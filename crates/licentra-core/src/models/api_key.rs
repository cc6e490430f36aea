use chrono::{DateTime, Utc};
use serde::{Deserialize, Serialize};
use utoipa::ToSchema;
use uuid::Uuid;

/// API key for non-interactive (SDK) authentication. Tied to one customer,
/// looked up by exact match, never hard-deleted.
#[derive(Debug, Clone, Serialize, Deserialize, ToSchema)]
#[cfg_attr(feature = "sqlx", derive(sqlx::FromRow))]
pub struct ApiKey {
    pub id: Uuid,
    pub customer_id: Uuid,
    #[serde(skip_serializing)]
    pub key: String,
    pub is_active: bool,
    pub expires_at: Option<DateTime<Utc>>,
    pub created_at: DateTime<Utc>,
}

impl ApiKey {
    /// Check if the key has passed its optional expiry.
    pub fn is_expired(&self, now: DateTime<Utc>) -> bool {
        self.expires_at.is_some_and(|expires_at| expires_at < now)
    }
}

#[cfg(test)]
mod tests {
    use super::*;
    use chrono::Duration;

    fn api_key(expires_at: Option<DateTime<Utc>>) -> ApiKey {
        ApiKey {
            id: Uuid::new_v4(),
            customer_id: Uuid::new_v4(),
            key: "sk-sdk-test".to_string(),
            is_active: true,
            expires_at,
            created_at: Utc::now(),
        }
    }

    #[test]
    fn test_is_expired_with_expired_key() {
        let key = api_key(Some(Utc::now() - Duration::days(1)));
        assert!(key.is_expired(Utc::now()));
    }

    #[test]
    fn test_is_expired_with_valid_key() {
        let key = api_key(Some(Utc::now() + Duration::days(1)));
        assert!(!key.is_expired(Utc::now()));
    }

    #[test]
    fn test_is_expired_with_no_expiration() {
        let key = api_key(None);
        assert!(!key.is_expired(Utc::now()));
    }
}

# # # # #

All records are to be written out exactly.

Answer:
filename crates/licentra-core/src/models/api_key.rs
repository cc6e490430f36aea
use chrono::{DateTime, Utc};
use serde::{Deserialize, Serialize};
use utoipa::ToSchema;
use uuid::Uuid;

/// API key for non-interactive (SDK) authentication. Tied to one customer,
/// looked up by exact match, never hard-deleted.
#[derive(Debug, Clone, Serialize, Deserialize, ToSchema)]
#[cfg_attr(feature = "sqlx", derive(sqlx::FromRow))]
pub struct ApiKey {
    pub id: Uuid,
    pub customer_id: Uuid,
    #[serde(skip_serializing)]
    pub key: String,
    pub is_active: bool,
    pub expires_at: Option<DateTime<Utc>>,
    pub created_at: DateTime<Utc>,
}

impl ApiKey {
    /// Check if the key has passed its optional expiry.
    pub fn is_expired(&self, now: DateTime<Utc>) -> bool {
        self.expires_at.is_some_and(|expires_at| expires_at < now)
    }
}

#[cfg(test)]
mod tests {
    use super::*;
    use chrono::Duration;

    fn api_key(expires_at: Option<DateTime<Utc>>) -> ApiKey {
        ApiKey {
            id: Uuid::new_v4(),
            customer_id: Uuid::new_v4(),
            key: "sk-sdk-test".to_string(),
            is_active: true,
            expires_at,
            created_at: Utc::now(),
        }
    }

    #[test]
    fn test_is_expired_with_expired_key() {
        let key = api_key(Some(Utc::now() - Duration::days(1)));
        assert!(key.is_expired(Utc::now()));
    }

    #[test]
    fn test_is_expired_with_valid_key() {
        let key = api_key(Some(Utc::now() + Duration::days(1)));
        assert!(!key.is_expired(Utc::now()));
    }

    #[test]
    fn test_is_expired_with_no_expiration() {
        let key = api_key(None);
        assert!(!key.is_expired(Utc::now()));
    }
}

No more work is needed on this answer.